### [Exercise]
Report the number of lines below in which the word "impl" occurs. Nothing else is needed.

◇ ◇ ◇ ◇ ◇ ◇ ◇

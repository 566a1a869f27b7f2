//! Integration tests for word generation and history.

mod common;

use axum::http::StatusCode;
use common::{body_json, StubProvider, TestApp};
use relay_service::services::providers::mock::MockTextProvider;
use serde_json::json;
use std::sync::Arc;

#[tokio::test]
async fn generated_words_are_returned_and_appended() {
    let stub = StubProvider::completing(r#"["c", "d"]"#).await;
    let app = TestApp::new(stub.client());
    app.state
        .word_store
        .append_words("u1", &["a".to_string(), "b".to_string()])
        .await
        .unwrap();

    let response = app
        .post_json(
            "/api/generate-words",
            json!({ "userId": "u1", "age": 7, "count": 2 }),
        )
        .await;

    assert_eq!(response.status(), StatusCode::OK);
    assert_eq!(
        body_json(response).await,
        json!({ "success": true, "words": ["c", "d"] })
    );
    assert_eq!(
        app.state.word_store.get_words("u1").await.unwrap(),
        vec!["a", "b", "c", "d"]
    );
}

#[tokio::test]
async fn invalid_count_never_reaches_the_provider() {
    let provider = Arc::new(MockTextProvider::replying(r#"["x"]"#));
    let app = TestApp::new(provider.clone());

    for count in [json!(0), json!(-1), json!(1.5), json!("2")] {
        let response = app
            .post_json(
                "/api/generate-words",
                json!({ "userId": "u1", "age": 7, "count": count }),
            )
            .await;

        assert_eq!(response.status(), StatusCode::BAD_REQUEST);
        assert_eq!(
            body_json(response).await["error"],
            "Count must be a positive integer"
        );
    }

    assert_eq!(provider.calls(), 0);
    assert!(app.state.word_store.get_words("u1").await.unwrap().is_empty());
}

#[tokio::test]
async fn missing_fields_are_a_bad_request() {
    let provider = Arc::new(MockTextProvider::replying(r#"["x"]"#));
    let app = TestApp::new(provider.clone());

    let response = app
        .post_json("/api/generate-words", json!({ "age": 7, "count": 2 }))
        .await;

    assert_eq!(response.status(), StatusCode::BAD_REQUEST);
    let error = body_json(response).await["error"].as_str().unwrap().to_string();
    assert!(error.starts_with("Missing required fields"));
    assert_eq!(provider.calls(), 0);
}

#[tokio::test]
async fn provider_failure_is_a_server_error_and_nothing_is_stored() {
    let app = TestApp::new(Arc::new(MockTextProvider::failing("rate limited")));

    let response = app
        .post_json(
            "/api/generate-words",
            json!({ "userId": "u1", "age": 7, "count": 2 }),
        )
        .await;

    assert_eq!(response.status(), StatusCode::INTERNAL_SERVER_ERROR);
    assert_eq!(response.headers()["access-control-allow-origin"], "*");
    let body = body_json(response).await;
    assert_eq!(body["success"], false);
    assert!(body["error"].as_str().unwrap().contains("rate limited"));
    assert!(app.state.word_store.get_words("u1").await.unwrap().is_empty());
}

#[tokio::test]
async fn unparseable_model_reply_is_a_server_error() {
    let app = TestApp::new(Arc::new(MockTextProvider::replying("sun, moon, star")));

    let response = app
        .post_json(
            "/api/generate-words",
            json!({ "userId": "u1", "age": "5", "count": 3, "language": "French" }),
        )
        .await;

    assert_eq!(response.status(), StatusCode::INTERNAL_SERVER_ERROR);
    assert_eq!(body_json(response).await["success"], false);
}

#[tokio::test]
async fn history_grows_across_calls_and_feeds_the_prompt() {
    let provider = Arc::new(MockTextProvider::replying(r#"["tree"]"#));
    let app = TestApp::new(provider.clone());
    let request = json!({ "userId": "u9", "age": 6, "count": 1, "language": "German" });

    for _ in 0..2 {
        let response = app.post_json("/api/generate-words", request.clone()).await;
        assert_eq!(response.status(), StatusCode::OK);
    }

    // No deduplication: the same reply is appended twice.
    assert_eq!(
        app.state.word_store.get_words("u9").await.unwrap(),
        vec!["tree", "tree"]
    );
    let prompts = provider.prompts();
    assert!(prompts[0].contains("German"));
    assert!(!prompts[0].contains("previously used"));
    assert!(prompts[1].contains("previously used words: tree."));
}

#[tokio::test]
async fn health_reports_ok_with_memory_store() {
    let app = TestApp::new(Arc::new(MockTextProvider::replying("unused")));

    let response = app.send("GET", "/health", None).await;

    assert_eq!(response.status(), StatusCode::OK);
    let body = body_json(response).await;
    assert_eq!(body["status"], "ok");
    assert_eq!(body["service"], "relay-service");
}
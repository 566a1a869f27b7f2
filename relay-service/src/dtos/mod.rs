//! Request and response bodies of the relay endpoints.

use crate::services::providers::GenerationOptions;
use serde::{Deserialize, Serialize};
use serde_json::Value;

/// Body of the prompt relay endpoints.
#[derive(Debug, Default, Deserialize)]
#[serde(default)]
pub struct RelayRequest {
    pub prompt: Option<String>,
    pub options: Option<GenerationOptions>,
}

/// Body of the word generation endpoint.
///
/// Fields stay loosely typed so that wrong types surface as validation
/// errors rather than body parse failures.
#[derive(Debug, Default, Deserialize)]
#[serde(default, rename_all = "camelCase")]
pub struct GenerateWordsRequest {
    pub user_id: Option<Value>,
    pub age: Option<Value>,
    pub count: Option<Value>,
    pub language: Option<String>,
}

#[derive(Debug, Serialize)]
pub struct WordsResponse {
    pub success: bool,
    pub words: Vec<String>,
}
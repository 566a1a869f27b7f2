use axum::{extract::Request, http::header, middleware::Next, response::IntoResponse};

/// Hardening headers for a JSON-only API: nothing may be framed, sniffed or
/// loaded from a relay response.
pub async fn security_headers_middleware(req: Request, next: Next) -> impl IntoResponse {
    let mut response = next.run(req).await;
    let headers = response.headers_mut();

    headers.insert(
        header::X_CONTENT_TYPE_OPTIONS,
        header::HeaderValue::from_static("nosniff"),
    );
    headers.insert(
        header::STRICT_TRANSPORT_SECURITY,
        header::HeaderValue::from_static("max-age=31536000; includeSubDomains"),
    );
    headers.insert(
        header::CONTENT_SECURITY_POLICY,
        header::HeaderValue::from_static("default-src 'none'; frame-ancestors 'none'"),
    );
    headers.insert(
        header::X_FRAME_OPTIONS,
        header::HeaderValue::from_static("DENY"),
    );

    response
}
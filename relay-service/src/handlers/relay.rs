//! Prompt relay endpoints: forward a prompt to the provider and return its
//! result envelope as-is.

use super::pipeline::Endpoint;
use crate::dtos::RelayRequest;
use crate::services::metrics::record_generation;
use crate::services::providers::{GenerationEnvelope, GenerationOptions};
use crate::AppState;
use async_trait::async_trait;
use axum::http::Method;
use service_core::error::AppError;

pub const PROMPT_REQUIRED: &str = "Prompt is required";

/// Validated relay input.
pub struct RelayInput {
    pub prompt: String,
    pub options: GenerationOptions,
}

fn validate_relay(body: RelayRequest) -> Result<RelayInput, AppError> {
    match body.prompt {
        Some(prompt) if !prompt.is_empty() => Ok(RelayInput {
            prompt,
            options: body.options.unwrap_or_default(),
        }),
        _ => Err(AppError::BadRequest(PROMPT_REQUIRED.to_string())),
    }
}

async fn relay(
    endpoint: &'static str,
    state: &AppState,
    input: RelayInput,
) -> Result<GenerationEnvelope, AppError> {
    let result = state.provider.generate(&input.prompt, &input.options).await;
    record_generation(endpoint, result.is_success());
    Ok(result.into())
}

/// `POST /api/perplexity`
pub struct RelayGenerate;

#[async_trait]
impl Endpoint for RelayGenerate {
    const NAME: &'static str = "relay-generate";
    const METHOD: Method = Method::POST;

    type Body = RelayRequest;
    type Input = RelayInput;
    type Output = GenerationEnvelope;

    fn validate(body: RelayRequest) -> Result<RelayInput, AppError> {
        validate_relay(body)
    }

    async fn delegate(state: &AppState, input: RelayInput) -> Result<GenerationEnvelope, AppError> {
        relay(Self::NAME, state, input).await
    }
}

/// `GET /api/words`
///
/// Accepts only GET yet reads a JSON body like the POST relay. Kept that way
/// for existing clients; see DESIGN.md.
pub struct WordsFetch;

#[async_trait]
impl Endpoint for WordsFetch {
    const NAME: &'static str = "words-fetch";
    const METHOD: Method = Method::GET;

    type Body = RelayRequest;
    type Input = RelayInput;
    type Output = GenerationEnvelope;

    fn validate(body: RelayRequest) -> Result<RelayInput, AppError> {
        validate_relay(body)
    }

    async fn delegate(state: &AppState, input: RelayInput) -> Result<GenerationEnvelope, AppError> {
        relay(Self::NAME, state, input).await
    }
}
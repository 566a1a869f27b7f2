use axum::{
    extract::{MatchedPath, Request},
    middleware::Next,
    response::Response,
};
use metrics::{counter, histogram};
use std::time::Instant;

pub async fn metrics_middleware(req: Request, next: Next) -> Response {
    let start = Instant::now();
    let method = req.method().to_string();
    // Label by route template so unknown paths don't explode cardinality.
    let path = req
        .extensions()
        .get::<MatchedPath>()
        .map(|p| p.as_str().to_string())
        .unwrap_or_else(|| "unmatched".to_string());

    let response = next.run(req).await;

    let duration = start.elapsed();
    let status = response.status().as_u16().to_string();

    let labels = [("method", method), ("path", path), ("status", status)];

    counter!("http_requests_total", &labels).increment(1);
    histogram!("http_request_duration_seconds", &labels).record(duration.as_secs_f64());

    response
}
use metrics::counter;
use metrics_exporter_prometheus::{PrometheusBuilder, PrometheusHandle};
use std::sync::OnceLock;

pub static METRICS_HANDLE: OnceLock<PrometheusHandle> = OnceLock::new();

/// Install the global Prometheus recorder. Subsequent calls are no-ops.
pub fn init_metrics() -> Result<(), anyhow::Error> {
    if METRICS_HANDLE.get().is_some() {
        return Ok(());
    }

    let handle = PrometheusBuilder::new()
        .install_recorder()
        .map_err(|e| anyhow::anyhow!("Failed to install Prometheus recorder: {}", e))?;
    let _ = METRICS_HANDLE.set(handle);
    Ok(())
}

pub fn get_metrics() -> String {
    METRICS_HANDLE
        .get()
        .map(|handle| handle.render())
        .unwrap_or_else(|| "# Metrics recorder not initialized\n".to_string())
}

/// Count a provider call by endpoint and outcome (`success` / `failure`).
pub fn record_generation(endpoint: &'static str, success: bool) {
    let outcome = if success { "success" } else { "failure" };
    counter!("relay_generations_total", "endpoint" => endpoint, "outcome" => outcome)
        .increment(1);
}

pub fn record_words_generated(count: usize) {
    counter!("relay_words_generated_total").increment(count as u64);
}
//! Application startup and lifecycle management.

use crate::config::RelayConfig;
use crate::services::providers::perplexity::PerplexityClient;
use crate::services::providers::TextProvider;
use crate::services::{KvStore, MemoryKvStore, RedisKvStore};
use crate::{build_router, AppState};
use service_core::error::AppError;
use std::future::Future;
use std::net::SocketAddr;
use std::sync::Arc;
use tokio::net::TcpListener;

/// Application container for managing server lifecycle.
pub struct Application {
    port: u16,
    listener: TcpListener,
    state: AppState,
}

impl Application {
    /// Wire the provider and store from `config` and bind the listener.
    pub async fn build(config: RelayConfig) -> Result<Self, AppError> {
        let provider: Arc<dyn TextProvider> = Arc::new(
            PerplexityClient::new(&config.perplexity, config.generation.clone())
                .map_err(|e| AppError::ConfigError(anyhow::anyhow!(e)))?,
        );
        tracing::info!(
            model = %config.generation.model,
            base_url = %config.perplexity.base_url,
            "Initialized Perplexity client"
        );

        let kv: Arc<dyn KvStore> = match &config.store.redis_url {
            Some(url) => Arc::new(RedisKvStore::connect(url).await.map_err(|e| {
                tracing::error!("Failed to connect to Redis: {}", e);
                AppError::InternalError(e)
            })?),
            None => {
                tracing::warn!("REDIS_URL not set; word history is kept in memory");
                Arc::new(MemoryKvStore::new())
            }
        };

        Self::with_state(config.common.port, AppState::new(provider, kv)).await
    }

    /// Bind `port` (0 picks a random port) for an already assembled state.
    pub async fn with_state(port: u16, state: AppState) -> Result<Self, AppError> {
        let addr = SocketAddr::from(([0, 0, 0, 0], port));
        let listener = TcpListener::bind(addr).await.map_err(|e| {
            tracing::error!("Failed to bind HTTP listener to {}: {}", addr, e);
            AppError::from(e)
        })?;
        let port = listener.local_addr()?.port();

        tracing::info!("Relay service: HTTP on port {}", port);

        Ok(Self {
            port,
            listener,
            state,
        })
    }

    pub fn port(&self) -> u16 {
        self.port
    }

    /// Serve until `shutdown` resolves.
    pub async fn run_until_stopped(
        self,
        shutdown: impl Future<Output = ()> + Send + 'static,
    ) -> std::io::Result<()> {
        let router = build_router(self.state);

        axum::serve(self.listener, router)
            .with_graceful_shutdown(shutdown)
            .await
            .map_err(|e| {
                tracing::error!("HTTP server error: {}", e);
                std::io::Error::other(format!("HTTP server error: {}", e))
            })
    }
}
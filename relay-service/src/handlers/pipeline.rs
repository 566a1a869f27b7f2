//! Shared request pipeline for the relay endpoints.
//!
//! Every endpoint runs the same steps: CORS preflight, method check, JSON body
//! parse, validation, delegation, response envelope. An [`Endpoint`] only
//! supplies the method, the validation step and the delegate.

use crate::AppState;
use async_trait::async_trait;
use axum::{
    body::Bytes,
    extract::State,
    http::{header, HeaderMap, HeaderValue, Method, StatusCode},
    response::{IntoResponse, Response},
    Json,
};
use serde::{de::DeserializeOwned, Serialize};
use service_core::error::AppError;

#[async_trait]
pub trait Endpoint: Send + Sync + 'static {
    /// Name used in logs and metrics.
    const NAME: &'static str;

    /// The one method accepted besides `OPTIONS`.
    const METHOD: Method;

    /// Raw JSON body.
    type Body: DeserializeOwned + Send;

    /// Input after validation.
    type Input: Send;

    type Output: Serialize + Send;

    /// Reject a body with [`AppError::BadRequest`] or turn it into the input.
    fn validate(body: Self::Body) -> Result<Self::Input, AppError>;

    async fn delegate(state: &AppState, input: Self::Input) -> Result<Self::Output, AppError>;
}

/// axum handler running `E` through the pipeline. Mount with `any(...)` so the
/// pipeline sees every method.
pub async fn handle<E: Endpoint>(
    State(state): State<AppState>,
    method: Method,
    body: Bytes,
) -> Response {
    let mut response = dispatch::<E>(&state, &method, &body).await;
    apply_cors(response.headers_mut(), &E::METHOD);
    response
}

async fn dispatch<E: Endpoint>(state: &AppState, method: &Method, body: &[u8]) -> Response {
    if *method == Method::OPTIONS {
        return StatusCode::OK.into_response();
    }

    if *method != E::METHOD {
        tracing::debug!(endpoint = E::NAME, method = %method, "Rejected method");
        return AppError::MethodNotAllowed.into_response();
    }

    match run::<E>(state, body).await {
        Ok(output) => (StatusCode::OK, Json(output)).into_response(),
        Err(err) => err.into_response(),
    }
}

async fn run<E: Endpoint>(state: &AppState, body: &[u8]) -> Result<E::Output, AppError> {
    let body: E::Body = serde_json::from_slice(body).map_err(|e| {
        tracing::warn!(endpoint = E::NAME, error = %e, "Unparseable request body");
        AppError::InternalError(anyhow::anyhow!("Invalid JSON body: {}", e))
    })?;

    let input = E::validate(body)?;
    E::delegate(state, input).await
}

fn apply_cors(headers: &mut HeaderMap, method: &Method) {
    headers.insert(
        header::ACCESS_CONTROL_ALLOW_ORIGIN,
        HeaderValue::from_static("*"),
    );
    if let Ok(methods) = HeaderValue::from_str(&format!("{}, OPTIONS", method)) {
        headers.insert(header::ACCESS_CONTROL_ALLOW_METHODS, methods);
    }
    headers.insert(
        header::ACCESS_CONTROL_ALLOW_HEADERS,
        HeaderValue::from_static("Content-Type, Authorization"),
    );
}

#[cfg(test)]
mod tests {
    use super::*;

    #[test]
    fn cors_headers_name_the_endpoint_method() {
        let mut headers = HeaderMap::new();
        apply_cors(&mut headers, &Method::GET);

        assert_eq!(headers[header::ACCESS_CONTROL_ALLOW_ORIGIN], "*");
        assert_eq!(headers[header::ACCESS_CONTROL_ALLOW_METHODS], "GET, OPTIONS");
        assert_eq!(
            headers[header::ACCESS_CONTROL_ALLOW_HEADERS],
            "Content-Type, Authorization"
        );
    }
}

◇ ◇ ◇ ◇ ◇ ◇ ◇

### [Response for this exercise]
5